[Data extracts]

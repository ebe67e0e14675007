use std::fmt;

use log::error;
use thiserror::Error;

#[derive(Debug, Error, PartialEq)]
pub enum ColorError {
	#[error("unsupported color format: {0}")]
	Unsupported(String),
	#[error("invalid hex color: {0}")]
	MalformedHex(String),
	#[error("invalid HSL color string: {0}")]
	MalformedHsl(String),
	#[error("invalid RGB color string: {0}")]
	MalformedRgb(String),
}

#[derive(Clone, Copy, Debug, PartialEq)]
pub struct Hsl {
	pub h: f64,
	pub s: f64,
	pub l: f64,
}

impl Hsl {
	pub const BLACK: Self = Self {
		h: 0.0,
		s: 0.0,
		l: 0.0,
	};
}

impl fmt::Display for Hsl {
	fn fmt(&self, f: &mut fmt::Formatter<'_>) -> fmt::Result {
		write!(f, "hsl({}, {}%, {}%)", self.h, self.s, self.l)
	}
}

pub const PALETTE_SATURATION: f64 = 70.0;
pub const PALETTE_LIGHTNESS: f64 = 50.0;

/// `n` hues evenly spaced around the circle starting at 0, rounded to whole degrees.
pub fn distinct_hues(n: usize) -> Vec<Hsl> {
	let step = 360.0 / n.max(1) as f64;
	(0..n)
		.map(|i| Hsl {
			h: (step * i as f64).round(),
			s: PALETTE_SATURATION,
			l: PALETTE_LIGHTNESS,
		})
		.collect()
}

pub fn parse_hsl(color: &str) -> Result<Hsl, ColorError> {
	let malformed = || ColorError::MalformedHsl(color.to_string());
	let trimmed = color.trim();
	let body = trimmed
		.get(..4)
		.filter(|prefix| prefix.eq_ignore_ascii_case("hsl("))
		.and_then(|_| trimmed[4..].strip_suffix(')'))
		.ok_or_else(malformed)?;

	let parts: Vec<f64> = body
		.split(',')
		.map(|part| part.trim().trim_end_matches('%').parse::<f64>())
		.collect::<Result<_, _>>()
		.map_err(|_| malformed())?;
	match parts[..] {
		[h, s, l] => Ok(Hsl { h, s, l }),
		_ => Err(malformed()),
	}
}

fn parse_hex_rgb(color: &str) -> Result<[u8; 3], ColorError> {
	let malformed = || ColorError::MalformedHex(color.to_string());
	let digits = color.strip_prefix('#').ok_or_else(malformed)?;
	if !digits.is_ascii() {
		return Err(malformed());
	}
	let channel = |s: &str| u8::from_str_radix(s, 16).map_err(|_| malformed());
	match digits.len() {
		6 => Ok([
			channel(&digits[0..2])?,
			channel(&digits[2..4])?,
			channel(&digits[4..6])?,
		]),
		3 => {
			let mut rgb = [0u8; 3];
			for (slot, i) in rgb.iter_mut().zip(0..3) {
				*slot = channel(&digits[i..i + 1])? * 17;
			}
			Ok(rgb)
		}
		_ => Err(malformed()),
	}
}

pub fn hex_to_hsl(color: &str) -> Result<Hsl, ColorError> {
	let [r, g, b] = parse_hex_rgb(color)?.map(|c| c as f64 / 255.0);
	let (max, min) = (r.max(g).max(b), r.min(g).min(b));
	let l = (max + min) / 2.0;

	let (h, s) = if max == min {
		(0.0, 0.0)
	} else {
		let d = max - min;
		let s = if l > 0.5 {
			d / (2.0 - max - min)
		} else {
			d / (max + min)
		};
		let h = if max == r {
			(g - b) / d + if g < b { 6.0 } else { 0.0 }
		} else if max == g {
			(b - r) / d + 2.0
		} else {
			(r - g) / d + 4.0
		};
		(h / 6.0, s)
	};

	Ok(Hsl {
		h: (360.0 * h).round(),
		s: (100.0 * s).round(),
		l: (100.0 * l).round(),
	})
}

fn to_hsl(color: &str) -> Result<Hsl, ColorError> {
	if color.starts_with("hsl") {
		// A broken hsl() string degrades to black rather than passing through.
		Ok(parse_hsl(color).unwrap_or_else(|err| {
			error!("{err}");
			Hsl::BLACK
		}))
	} else if color.starts_with('#') {
		hex_to_hsl(color)
	} else {
		Err(ColorError::Unsupported(color.to_string()))
	}
}

fn shift_lightness(color: &str, delta: f64) -> String {
	match to_hsl(color) {
		Ok(mut hsl) => {
			hsl.l = (hsl.l + delta).clamp(0.0, 100.0);
			hsl.to_string()
		}
		Err(err) => {
			error!("cannot adjust lightness: {err}");
			color.to_string()
		}
	}
}

/// Lowers lightness by `percent` points, floored at 0. Unsupported inputs pass through.
pub fn darken(color: &str, percent: f64) -> String {
	shift_lightness(color, -percent)
}

pub fn lighten(color: &str, percent: f64) -> String {
	shift_lightness(color, percent)
}

fn rgb_channels(color: &str) -> Result<[u32; 3], ColorError> {
	let numbers: Vec<u32> = color
		.split(|c: char| !c.is_ascii_digit())
		.filter(|s| !s.is_empty())
		.take(3)
		.filter_map(|s| s.parse().ok())
		.collect();
	match numbers[..] {
		[r, g, b] => Ok([r, g, b]),
		_ => Err(ColorError::MalformedRgb(color.to_string())),
	}
}

fn try_with_opacity(color: &str, alpha: f64) -> Result<String, ColorError> {
	if color.starts_with('#') {
		let [r, g, b] = parse_hex_rgb(color)?;
		Ok(format!("rgba({r}, {g}, {b}, {alpha})"))
	} else if color.starts_with("rgb") {
		let [r, g, b] = rgb_channels(color)?;
		Ok(format!("rgba({r}, {g}, {b}, {alpha})"))
	} else if color.starts_with("hsl") {
		let body = color
			.strip_prefix("hsl")
			.and_then(|rest| rest.trim_end().strip_suffix(')'))
			.ok_or_else(|| ColorError::MalformedHsl(color.to_string()))?;
		Ok(format!("hsla{body}, {alpha})"))
	} else {
		Err(ColorError::Unsupported(color.to_string()))
	}
}

/// Re-emits `color` with an alpha channel: hex and rgb become rgba, hsl becomes hsla.
pub fn with_opacity(color: &str, alpha: f64) -> String {
	match try_with_opacity(color, alpha) {
		Ok(out) => out,
		Err(ColorError::Unsupported(_)) => color.to_string(),
		Err(err) => {
			error!("cannot apply opacity: {err}");
			color.to_string()
		}
	}
}

#[cfg(test)]
mod tests {
	use super::*;

	#[test]
	fn hues_are_evenly_spaced_from_zero() {
		for n in 1..=12 {
			let hues = distinct_hues(n);
			assert_eq!(hues.len(), n);
			for (i, hsl) in hues.iter().enumerate() {
				assert_eq!(hsl.h, (360.0 / n as f64 * i as f64).round());
				assert_eq!(hsl.s, 70.0);
				assert_eq!(hsl.l, 50.0);
			}
		}
		assert!(distinct_hues(0).is_empty());
	}

	#[test]
	fn palette_is_deterministic() {
		assert_eq!(distinct_hues(7), distinct_hues(7));
		assert_eq!(distinct_hues(4)[1].to_string(), "hsl(90, 70%, 50%)");
	}

	#[test]
	fn darken_hsl_floors_at_zero() {
		assert_eq!(darken("hsl(120, 70%, 50%)", 40.0), "hsl(120, 70%, 10%)");
		assert_eq!(darken("hsl(120, 70%, 30%)", 40.0), "hsl(120, 70%, 0%)");
	}

	#[test]
	fn darken_hex_goes_through_hsl() {
		assert_eq!(darken("#ff0000", 20.0), "hsl(0, 100%, 30%)");
		assert_eq!(darken("#fff", 10.0), "hsl(0, 0%, 90%)");
	}

	#[test]
	fn lighten_caps_at_hundred() {
		assert_eq!(lighten("hsl(10, 50%, 80%)", 40.0), "hsl(10, 50%, 100%)");
	}

	#[test]
	fn darken_passes_unsupported_through() {
		assert_eq!(darken("rebeccapurple", 10.0), "rebeccapurple");
		assert_eq!(darken("#zzzzzz", 10.0), "#zzzzzz");
	}

	#[test]
	fn malformed_hsl_falls_back_to_black() {
		assert!(parse_hsl("hsl(oops)").is_err());
		assert_eq!(darken("hsl(oops)", 10.0), "hsl(0, 0%, 0%)");
	}

	#[test]
	fn hex_conversion_matches_known_values() {
		assert_eq!(
			hex_to_hsl("#268bd9").unwrap(),
			Hsl {
				h: 206.0,
				s: 70.0,
				l: 50.0
			}
		);
		assert_eq!(hex_to_hsl("#808080").unwrap().s, 0.0);
	}

	#[test]
	fn opacity_formats() {
		assert_eq!(with_opacity("#268bd9", 0.4), "rgba(38, 139, 217, 0.4)");
		assert_eq!(
			with_opacity("rgb(1, 2, 3)", 0.5),
			"rgba(1, 2, 3, 0.5)"
		);
		assert_eq!(
			with_opacity("hsl(51, 70%, 50%)", 0.4),
			"hsla(51, 70%, 50%, 0.4)"
		);
		assert_eq!(with_opacity("white", 0.4), "white");
	}
}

[/Data extracts]

Assignment: Locate the string "MalformedRgb" in the listing above and copy every line where it occurs.

Result for this exercise:
	MalformedRgb(String),
		_ => Err(ColorError::MalformedRgb(color.to_string())),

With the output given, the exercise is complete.